● What to work on
Word for word, write out all of the data below.

[Collected data entries]

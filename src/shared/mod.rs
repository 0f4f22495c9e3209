pub mod errors;
pub mod time;

pub use errors::*;
pub use time::*;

● Exercise response
filename src/shared/mod.rs
repository 0f4f22495c9e3209
pub mod errors;
pub mod time;

pub use errors::*;
pub use time::*;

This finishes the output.